Pursuant to the provisions of the Companies Act, 2013 and Regulation 17 of the SEBI LODR Regulations, a separate exercise was carried out to evaluate the performance of individual Directors including the Chairman of the Board who were evaluated on parameters such as level of engagement and contribution and independence of judgment thereby safeguarding the interest of the Company. The performance evaluation of the Independent Directors was carried out by the entire Board. The performance evaluation of the Chairman and the Non Independent Directors was carried out by the Independent Directors. The board also carried out annual performance evaluation of the working of its Audit, Nomination and Remuneration as well as Shareholders / Investors Relations and Grievance Committee. The Directors expressed their satisfaction with the evaluation process.

FAMILIARISATION PROGRAMME FOR INDEPENDENT DIRECTORS:

The familiarization program aims to provide the Independent Directors their roles, responsibilities in the Company, nature of the industry, business model, processes and policies and the technology and the risk management systems of the Company, the operational and financial performance of the Company, significant development so as to enable them to take well informed decisions in timely manner. Further, the Directors are encouraged to attend the training programmes being organized by various regulators/bodies/institutions on above matters. The policy on Companys familiarization program for independent directors has been uploaded on the website of the Company at www.autoridersfinance.co.in.

AUDITORS:

(i) STATUTORY AUDITOR

The Statutory Auditors of your Company namely, M/s. Sheth Doctor & Associates, Chartered Accountants (Registration No. 124822W) were appointed at the 35th annual general meeting held on December 31, 2020 subject to ratification every year from the financial year 2020-21 to the financial year 2024-2025 i.e. for a term of four consecutive years. The Companies (Amendment) Act, 2017 has waived the requirement for ratification of the appointment of the auditors at every Annual General Meeting. In view of this the approval of the members is sought for appointment of Auditors for remaining period without any ratification every year. Auditors have confirmed their eligibility and submitted the Certificate in writing that they are not disqualified to hold the office of the Statutory Auditor.

There are no observations, reservations or adverse remarks made by the statutory auditors in the audit report.
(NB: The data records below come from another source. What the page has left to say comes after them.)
/// Optional features the access layer can run with.
///
/// The defaults follow the `ipv6` and `tsig` cargo features. A disabled
/// capability never grants access: IPv6 entries stop matching and keyed
/// entries stop matching.
#[derive(Debug, Clone, Copy, PartialEq, Eq)]
pub struct Capabilities {
    pub ipv6: bool,
    pub tsig: bool,
}

impl Capabilities {
    /// Everything enabled, regardless of build features
    pub const ALL: Capabilities = Capabilities {
        ipv6: true,
        tsig: true,
    };

    pub fn without_ipv6(self) -> Self {
        Self { ipv6: false, ..self }
    }

    pub fn without_tsig(self) -> Self {
        Self { tsig: false, ..self }
    }
}

impl Default for Capabilities {
    fn default() -> Self {
        Self {
            ipv6: cfg!(feature = "ipv6"),
            tsig: cfg!(feature = "tsig"),
        }
    }
}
Further, no fraud was reported by the Auditors of the Company to the Audit Committee pursuant to section 143(12) of the Act.

(ii) SECRETARIAL AUDITOR

The Board has appointed Mihen Halani & Associates Practicing Company Secretaries to undertake the Secretarial Audit of the Company for the financial year 2020-2021. The Report of the Secretarial Audit Report is annexed herewith as Annexure-A. The observations of the secretarial auditor are selfexplanatory.

(iii) INTERNAL AUDITOR

The Company did not appoint any Internal Auditor for the year as the Company is a not going concern.

(iv) COST AUDITOR

The Company is not required to appoint Cost Auditor as it is not required to submit cost audit report pursuant to the provision of the Companies (Cost Records and Audit) Rules, 2015.

CONSERVATION OF ENERGY, TECHNOLOGY ABSORPTION AND FOREIGN EXCHANGE EARNINGS AND OUTGO:

The particulars as required under the provisions of Section 134(3) (m) of the Companies Act, 2013 read with Rule 8 of the Companies (Accounts) Rules, 2015 in respect of conservation of energy, technology absorption, foreign exchange earnings and outgo, etc. - the Company is not having any operation and reporting as ‘not a going concern.
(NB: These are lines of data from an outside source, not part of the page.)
//! Server options, key definitions and per-zone access lists
//!
//! One [`Options`] value holds a whole configuration generation. It is built
//! by the [`loader`], never mutated once published, and replaced as a whole
//! through [`OptionsHandle`] on reload.

pub mod diagnostics;
pub mod errors;
pub mod loader;
pub mod reload;

pub use diagnostics::{Diagnostic, ParseContext};
pub use errors::{ConfigError, LoadError};
pub use reload::OptionsHandle;

use crate::acl::{AclContext, AclDirection, AclEntry, AclVerdict, check_incoming};
use crate::capabilities::Capabilities;
use crate::dns::DomainName;
use crate::query::QueryFacts;
use crate::tsig::{self, KeyRegistry, TsigKey};
use serde::Deserialize;
use std::collections::BTreeMap;
use std::fmt;
use std::path::Path;
use std::sync::Arc;
use tracing::{debug, info};

/// The `[server]` section
#[derive(Debug, Clone, PartialEq, Eq, Deserialize)]
#[serde(default, rename_all = "kebab-case", deny_unknown_fields)]
pub struct ServerOptions {
    /// Addresses to listen on, all interfaces if empty
    pub ip_address: Vec<String>,
    pub ip4_only: bool,
    pub ip6_only: bool,
    pub debug_mode: bool,
    pub database: String,
    pub identity: String,
    pub logfile: Option<String>,
    pub server_count: u32,
    pub tcp_count: u32,
    pub pidfile: String,
    pub port: u16,
    /// Seconds between statistics dumps, 0 to disable
    pub statistics: u32,
    pub chroot: Option<String>,
    pub username: String,
    pub zonesdir: Option<String>,
    pub difffile: Option<String>,
    pub xfrdfile: Option<String>,
    /// Seconds
    pub xfrd_reload_timeout: u32,
}

impl Default for ServerOptions {
    fn default() -> Self {
        Self {
            ip_address: Vec::new(),
            ip4_only: false,
            ip6_only: false,
            debug_mode: false,
            database: "/var/db/nsd/nsd.db".to_string(),
            identity: "unidentified server".to_string(),
            logfile: None,
            server_count: 1,
            tcp_count: 10,
            pidfile: "/var/run/nsd.pid".to_string(),
            port: 53,
            statistics: 0,
            chroot: None,
            username: "nsd".to_string(),
            zonesdir: None,
            difffile: None,
            xfrdfile: None,
            xfrd_reload_timeout: 10,
        }
    }
}

/// A `[[key]]` definition and the runtime key bound from it
#[derive(Clone)]
pub struct KeyOptions {
    pub name: String,
    pub algorithm: String,
    /// Base64 secret as written
    pub secret: String,
    /// Set by key binding; `None` if the definition did not bind
    pub tsig_key: Option<Arc<TsigKey>>,
}

impl KeyOptions {
    pub fn new(
        name: impl Into<String>,
        algorithm: impl Into<String>,
        secret: impl Into<String>,
    ) -> Self {
        Self {
            name: name.into(),
            algorithm: algorithm.into(),
            secret: secret.into(),
            tsig_key: None,
        }
    }
}

impl fmt::Debug for KeyOptions {
    fn fmt(&self, f: &mut fmt::Formatter<'_>) -> fmt::Result {
        f.debug_struct("KeyOptions")
            .field("name", &self.name)
            .field("algorithm", &self.algorithm)
            .field("bound", &self.tsig_key.is_some())
            .finish_non_exhaustive()
    }
}

/// Index of a key definition within its [`Options`]
#[derive(Debug, Clone, Copy, PartialEq, Eq, Hash)]
pub struct KeyRef(usize);

impl KeyRef {
    pub(crate) fn new(index: usize) -> Self {
        Self(index)
    }

    pub fn index(&self) -> usize {
        self.0
    }
}

/// A `[[zone]]` section
#[derive(Debug, Clone)]
pub struct ZoneOptions {
    /// Zone name as written
    pub name: String,
    pub apex: DomainName,
    pub zonefile: String,
    pub allow_notify: Vec<AclEntry>,
    pub request_xfr: Vec<AclEntry>,
    pub notify: Vec<AclEntry>,
    pub provide_xfr: Vec<AclEntry>,
    /// False if any keyed entry failed to resolve
    pub zone_is_ok: bool,
}

impl ZoneOptions {
    pub fn new(name: impl Into<String>, zonefile: impl Into<String>) -> Result<Self, ConfigError> {
        let name = name.into();
        let apex = DomainName::parse(&name).map_err(|source| ConfigError::InvalidZoneName {
            name: name.clone(),
            source,
        })?;
        Ok(Self {
            name,
            apex,
            zonefile: zonefile.into(),
            allow_notify: Vec::new(),
            request_xfr: Vec::new(),
            notify: Vec::new(),
            provide_xfr: Vec::new(),
            zone_is_ok: true,
        })
    }

    pub fn acl(&self, direction: AclDirection) -> &[AclEntry] {
        match direction {
            AclDirection::AllowNotify => &self.allow_notify,
            AclDirection::RequestXfr => &self.request_xfr,
            AclDirection::Notify => &self.notify,
            AclDirection::ProvideXfr => &self.provide_xfr,
        }
    }

    pub fn acl_mut(&mut self, direction: AclDirection) -> &mut Vec<AclEntry> {
        match direction {
            AclDirection::AllowNotify => &mut self.allow_notify,
            AclDirection::RequestXfr => &mut self.request_xfr,
            AclDirection::Notify => &mut self.notify,
            AclDirection::ProvideXfr => &mut self.provide_xfr,
        }
    }

    /// A zone we transfer in from masters
    pub fn is_slave(&self) -> bool {
        !self.request_xfr.is_empty()
    }
}

/// One configuration generation
#[derive(Debug)]
pub struct Options {
    pub server: ServerOptions,
    zones: BTreeMap<DomainName, ZoneOptions>,
    keys: Vec<KeyOptions>,
    registry: KeyRegistry,
    capabilities: Capabilities,
}

impl Options {
    pub fn new(server: ServerOptions, capabilities: Capabilities) -> Self {
        Self {
            server,
            zones: BTreeMap::new(),
            keys: Vec::new(),
            registry: KeyRegistry::new(),
            capabilities,
        }
    }

    /// Read and validate a configuration file.
    pub fn load(path: impl AsRef<Path>) -> Result<Self, LoadError> {
        loader::load_file(path.as_ref(), Capabilities::default())
    }

    /// Add a zone. Fails if a zone with the same apex exists.
    pub fn insert_zone(&mut self, zone: ZoneOptions) -> Result<(), ConfigError> {
        if self.zones.contains_key(&zone.apex) {
            return Err(ConfigError::DuplicateZone(zone.name));
        }
        self.zones.insert(zone.apex.clone(), zone);
        Ok(())
    }

    pub fn find_zone(&self, apex: &DomainName) -> Option<&ZoneOptions> {
        self.zones.get(apex)
    }

    /// Zones in canonical name order
    pub fn zones(&self) -> impl Iterator<Item = &ZoneOptions> {
        self.zones.values()
    }

    /// Add a key definition. Fails if one with the same name exists.
    pub fn add_key(&mut self, key: KeyOptions) -> Result<(), ConfigError> {
        if self.find_key(&key.name).is_some() {
            return Err(ConfigError::DuplicateKey(key.name));
        }
        self.keys.push(key);
        Ok(())
    }

    pub fn find_key(&self, name: &str) -> Option<&KeyOptions> {
        self.keys.iter().find(|k| k.name == name)
    }

    pub fn keys(&self) -> &[KeyOptions] {
        &self.keys
    }

    /// Bind every key definition to a runtime key.
    pub fn bind_keys(&mut self) {
        if !self.capabilities.tsig {
            info!("tsig support disabled, {} keys not bound", self.keys.len());
            self.registry = KeyRegistry::new();
            return;
        }
        self.registry = tsig::bind_keys(&mut self.keys);
    }

    /// Point every keyed ACL entry at its key definition.
    ///
    /// Names must match a definition exactly. Returns one error per entry
    /// that names an unknown key; those entries stay unresolved and their
    /// zone is marked not ok.
    pub fn resolve_acl_keys(&mut self) -> Vec<ConfigError> {
        let keys = &self.keys;
        let mut errors = Vec::new();

        for zone in self.zones.values_mut() {
            let zone_name = zone.name.clone();
            let mut zone_ok = true;
            for direction in AclDirection::ALL {
                for entry in zone.acl_mut(direction).iter_mut() {
                    let Some(name) = entry.key_name() else {
                        continue;
                    };
                    match keys.iter().position(|k| k.name == name) {
                        Some(index) => entry.key_ref = Some(KeyRef::new(index)),
                        None => {
                            errors.push(ConfigError::UnknownKey {
                                key: name.to_string(),
                                zone: zone_name.clone(),
                            });
                            zone_ok = false;
                        }
                    }
                }
            }
            zone.zone_is_ok = zone_ok;
        }
        errors
    }

    pub fn registry(&self) -> &KeyRegistry {
        &self.registry
    }

    pub fn capabilities(&self) -> Capabilities {
        self.capabilities
    }

    pub fn acl_context(&self) -> AclContext<'_> {
        AclContext {
            keys: &self.keys,
            registry: &self.registry,
            capabilities: self.capabilities,
        }
    }

    /// Evaluate one of a zone's lists for a request.
    ///
    /// Returns `None` if the zone is not configured.
    pub fn check_incoming(
        &self,
        apex: &DomainName,
        direction: AclDirection,
        query: &QueryFacts,
    ) -> Option<AclVerdict<'_>> {
        let Some(zone) = self.find_zone(apex) else {
            debug!("no zone {} configured", apex);
            return None;
        };
        Some(check_incoming(zone.acl(direction), query, &self.acl_context()))
    }
}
DISCLOSURE UNDER SECTION 197(12) OF THE COMPANIES ACT, 2013 AND OTHER DISCLOSURES AS PER RULE 5 OF COMPANIES (APPOINTMENT & REMUNERATION) RULES, 2015:

The Company is not having any business operation and is reporting as not a going concern. Disclosures of the ratio of the remuneration of each director to the median employees remuneration and other details as required pursuant to Section 197(12) of the Companies Act, 2013 read with Rule 5(1) of the Companies (Appointment and Remuneration of Managerial Personnel) Rules, 2014 is provided as Annexure B.
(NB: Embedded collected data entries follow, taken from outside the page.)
//! Peer address matching against a single ACL entry

use super::{AclEntry, AddressFamily, RangeType};
use crate::capabilities::Capabilities;
use std::net::{IpAddr, SocketAddr};

/// An address as big-endian 32-bit words, with the number of words used
fn words(addr: &IpAddr) -> ([u32; 4], usize) {
    match addr {
        IpAddr::V4(v4) => ([u32::from(*v4), 0, 0, 0], 1),
        IpAddr::V6(v6) => {
            let o = v6.octets();
            let mut w = [0u32; 4];
            for (i, chunk) in o.chunks_exact(4).enumerate() {
                w[i] = u32::from_be_bytes([chunk[0], chunk[1], chunk[2], chunk[3]]);
            }
            (w, 4)
        }
    }
}

/// True if `a` and `b` agree on every bit set in `mask`.
pub fn match_mask(a: &[u32], b: &[u32], mask: &[u32]) -> bool {
    a.iter()
        .zip(b)
        .zip(mask)
        .all(|((a, b), m)| (a & m) == (b & m))
}

/// True if `min <= x <= max`, all read as one big-endian integer.
pub fn match_range(min: &[u32], x: &[u32], max: &[u32]) -> bool {
    let mut at_min = true;
    let mut at_max = true;
    for ((&lo, &v), &hi) in min.iter().zip(x).zip(max) {
        if at_min {
            if v < lo {
                return false;
            }
            if v > lo {
                at_min = false;
            }
        }
        if at_max {
            if v > hi {
                return false;
            }
            if v < hi {
                at_max = false;
            }
        }
        if !at_min && !at_max {
            return true;
        }
    }
    true
}

/// Whether the peer falls inside the address spec of `entry`.
pub fn addr_matches(entry: &AclEntry, peer: &SocketAddr, caps: Capabilities) -> bool {
    let family = entry.family();
    if family != AddressFamily::of(&peer.ip()) {
        return false;
    }
    if family == AddressFamily::V6 && !caps.ipv6 {
        return false;
    }
    if entry.port != 0 && entry.port != peer.port() {
        return false;
    }

    let (stored, n) = words(&entry.addr);
    let (bound, _) = words(&entry.range_mask);
    let (addr, _) = words(&peer.ip());
    let (stored, bound, addr) = (&stored[..n], &bound[..n], &addr[..n]);

    match entry.range_type {
        RangeType::Single => stored == addr,
        RangeType::Mask | RangeType::Subnet => match_mask(stored, addr, bound),
        RangeType::MinMax => match_range(stored, addr, bound),
    }
}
During the year under review, there are no employees who comes within the purview of section 134 (3)(q) of the Act read with Rule 5(2) & 5(3) of the Companies (Appointment and Remuneration of Managerial Personnel) Rules, 2014.

PARTICULARS OF CONTRACTS OR ARRANGEMENT WITH RELATED PARTIES:

During the year, the Company did not entered into any Related Parties purview under provision of Section 188 of the Companies Act, 2013. Also, all the related party transactions entered by the Company were on arms length basis and in the ordinary course of business.

The policy on Related Party Transactions as approved by the Board of Directors has been uploaded on the website of the Company. The web-link of the same has been provided in the Corporate Governance Report.

VIGIL MECHANISM POLICY FOR THE DIRECTORS AND EMPLOYEES:

Though the Company is not having any operation and reporting as ‘not a going concern, the Company strives to comply with the requirements of law.

CHANGES IN THE NATURE OF BUSINESS AND REVISION IN THE BOARDS REPORT:

There is no change in the status of the company as "not a going concern". There is no revision made in the Boards Report and whatever submitted herewith is the final report.

EXTRACT OF ANNUAL RETURN:

The extract of the Annual Return of the Company as on March 31, 2021 in Form MGT-9 in accordance with Section 92 (3) of the Act read with Companies (Management and Administration) Rules, 2014, is available on the website of the Company at https:// autoridersfinance.co.in.

ADEQUACY OF INTERNAL FINANCIAL CONTROLS WITH REFERENCE TO THE FINANCIAL STATEMENTS:

The Company is not having any operation and reporting as ‘not a going concern.

PARTICULARS OF LOANS, GUARANTEES, INVESTMENTS AND SECURITIES:

The Company has not taken any loan, guarantees, investments or securities during the year.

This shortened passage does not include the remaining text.